Além disso, Ricardo Mexia acrescenta ainda que um novo adiamento do calendário escolar agravaria “fortemente” as desigualdades existentes. Certo é que o Governo já veio sinalizar que as aulas vão ser retomadas em regime presencial a partir de 10 de janeiro. Ainda assim, Bernardo Gomes sugere que a DGS deve fazer um ajuste às normas de isolamento, dado que atualmente não é “proporcional mandar turmas inteiras para casa”.
A reabertura das discotecas deverá, de alguma forma, depender da evolução epidemiológica e da descida dos indicadores e até também do aumento da taxa de cobertura vacinal.
Quanto à reabertura dos discotecas e bares, as opiniões divergem. Bernardo Gomes sublinha que esta será “uma das decisões mais difíceis” entre as que já foram tomadas até agora pelo Executivo e admite uma reabertura mediante teste negativo. Para Carlos Robalo Cordeiro é “prematuro” reabrir estes espaços “dado o volume enorme de infeções que o país vai ter nas próximas semanas”, pelo que a decisão vai depender da descida dos indicadores, bem como do aumento da cobertura vacinal da população com a dose de reforço.
Mais cauteloso quanto a esta matéria, é Ricardo Mexia que defende uma coerência de medidas, já que se verificou uma “enorme assimetria” no período da passagem de ano, em que estes espaços foram encerrados “mas depois houve vários espaços onde se realizaram festas de passagem de ano, como restaurantes, quintas, etc”, aponta. E acrescenta que o que está em causa não é o espaço, mas sim o “período relativamente prolongado em que se permanece num contexto em que tendencialmente não se utiliza a máscara”.
Além disso, os peritos ouvidos pelo ECO apontam que é fundamental reforçar as medidas de intervenção não-farmacológica, como o uso de máscara em espaços fechados, o arejamento dos espaços, o incentivo à testagem, bem como o reforço da vacinação contra a Covid. Nesse sentido, Carlos Robalo Cordeiro, que faz parte do gabinete de crise da Ordem dos Médicos, defende que deve ser antecipada “a segunda toma da vacina das crianças entre os cinco aos 11 anos com intervalo de três a quatro semanas entre as tomas”, ao invés do que recomenda atualmente a DGS (intervalo de seis a oito semanas).
Por outro lado, Ricardo Mexia crítica a “dificuldade de resposta” do SNS face à avalanche de casos positivos, apelando a que seja feito um reforço dos recursos humanos que estão responsáveis pelos inquéritos epidemiológicos. “Os recursos que estão no terreno para fazer os inquéritos epidemiológicos são muito insuficientes e daí que tenhamos dezenas de milhares de inquéritos epidemiológicos por fazer”, critica.

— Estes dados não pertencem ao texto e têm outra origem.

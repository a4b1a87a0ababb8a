//! Application state shared across handlers.

use crate::retry::RetryPolicy;
use depot_core::config::AppConfig;
use depot_metadata::MetadataStore;
use depot_storage::ObjectStore;
use std::sync::Arc;

/// Shared application state.
#[derive(Clone)]
pub struct AppState {
    /// Application configuration.
    pub config: Arc<AppConfig>,
    /// Object storage backend.
    pub storage: Arc<dyn ObjectStore>,
    /// Metadata store.
    pub metadata: Arc<dyn MetadataStore>,
}

impl AppState {
    /// Create a new application state.
    pub fn new(
        config: AppConfig,
        storage: Arc<dyn ObjectStore>,
        metadata: Arc<dyn MetadataStore>,
    ) -> Self {
        Self {
            config: Arc::new(config),
            storage,
            metadata,
        }
    }

    /// Retry policy for blob-delete confirmation, from configuration.
    pub fn delete_retry_policy(&self) -> RetryPolicy {
        RetryPolicy::new(
            self.config.server.delete_max_attempts,
            self.config.server.delete_settle_delay(),
        )
    }
}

Assim, com o país a caminhar para uma fase endémica a palavra de ordem dos especialistas é “alerta, mas não alarme”, resume Carlos Robalo Cordeiro. Contudo, se o pneumologista defende que a exigência de apresentação de certificado de vacinação, de testagem ou de recuperação deve continuar a vigorar, por exemplo, para hotéis e restaurantes, Bernardo Gomes aponta que esta é uma das medidas que pode vir a ser levantada, já que “é mais uma camada burocrática que não acrescenta grande valor”. Quanto à testagem, o médico de Saúde Pública manteria apenas esta exigência para grandes eventos.